Angolan biologist (born 1989)

Adjany da Silva Freitas Costa (born 1989) is an Angolan biologist and conservationist from Huambo who served as the Angolan Minister of Culture, Tourism and Environment from April to October 2020.

== Career ==

=== Conservation and environmentalism ===
Costa has a master's degree in biology and a PhD in International Wildlife Conservation Practices from the University of Oxford.

In 2015, Costa was part of a trip from Angola to the town of Maun, Botswana via mokoro to demonstrate the connectivity of the Okavango River and the impact of the Angolan Civil War on the environment of the country. This formed the basis of the 2018 documentary film Into the Okavango, in which she appears.
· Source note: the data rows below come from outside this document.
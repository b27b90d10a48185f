//! Authentication state trait and macro.

use super::service::AuthService;

/// Trait for state types that hand out the auth service to extractors.
pub trait HasAuthService {
    fn auth(&self) -> &AuthService;
}

/// Macro to implement `HasAuthService` for state structs with an `auth: AuthService` field.
///
/// # Example
/// ```ignore
/// use crate::impl_has_auth_service;
///
/// #[derive(Clone)]
/// pub struct MyState {
///     pub auth: AuthService,
///     // ... other fields
/// }
///
/// impl_has_auth_service!(MyState);
/// ```
#[macro_export]
macro_rules! impl_has_auth_service {
    ($state_type:ty) => {
        impl $crate::auth::HasAuthService for $state_type {
            fn auth(&self) -> &$crate::auth::AuthService {
                &self.auth
            }
        }
    };
}
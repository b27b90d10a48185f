mod auth;
mod error;

use axum::Router;

use crate::auth::{AuthService, ClientIpHeader};
use crate::rate_limit::RateLimitConfig;

pub use auth::AuthState;
pub use error::ApiError;

/// Create the API router.
pub fn create_api_router(
    auth: AuthService,
    ip_header: Option<ClientIpHeader>,
    rate_limit: RateLimitConfig,
) -> Router {
    let auth_state = auth::AuthState { auth, ip_header };

    Router::new().nest("/auth", auth::router(auth_state, rate_limit))
}
use std::io::Cursor;

use image::codecs::jpeg::JpegEncoder;
use image::ExtendedColorType;

use crate::shared::constants::JPEG_QUALITY;
use crate::shared::frame::Frame;
use crate::vision::domain::frame_encoder::FrameEncoder;

/// Encodes RGB frames as JPEG using the `image` crate.
pub struct JpegFrameEncoder {
    quality: u8,
}

impl JpegFrameEncoder {
    pub fn new(quality: u8) -> Self {
        Self {
            quality: quality.clamp(1, 100),
        }
    }
}

impl Default for JpegFrameEncoder {
    fn default() -> Self {
        Self::new(JPEG_QUALITY)
    }
}

impl FrameEncoder for JpegFrameEncoder {
    fn encode(&self, frame: &Frame) -> Result<Vec<u8>, Box<dyn std::error::Error + Send + Sync>> {
        if frame.channels() != 3 {
            return Err(format!("expected an RGB frame, got {} channels", frame.channels()).into());
        }
        let mut out = Cursor::new(Vec::new());
        let mut encoder = JpegEncoder::new_with_quality(&mut out, self.quality);
        encoder.encode(
            frame.data(),
            frame.width(),
            frame.height(),
            ExtendedColorType::Rgb8,
        )?;
        Ok(out.into_inner())
    }
}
Costa was the African winner of the United Nations Environment Programme Young Champions of the Earth award in 2019 for her advocacy to protecting the Okavango Delta. She was also awarded the Angolan First Order of Civil Merit in 2019. She received this in recognition for her community-based conservation work with the Luchaze people of the Eastern Angolan highlands and the Okavango Delta. She is a National Geographic Explorer.

=== Political career ===
She was appointed the position of Minister of Culture, Tourism and Environment in April 2020 at the age of 30, making her the youngest minister in Angolan history. She was later removed from the position in October 2020 by President João Lourenço and kept as a consultant to the President.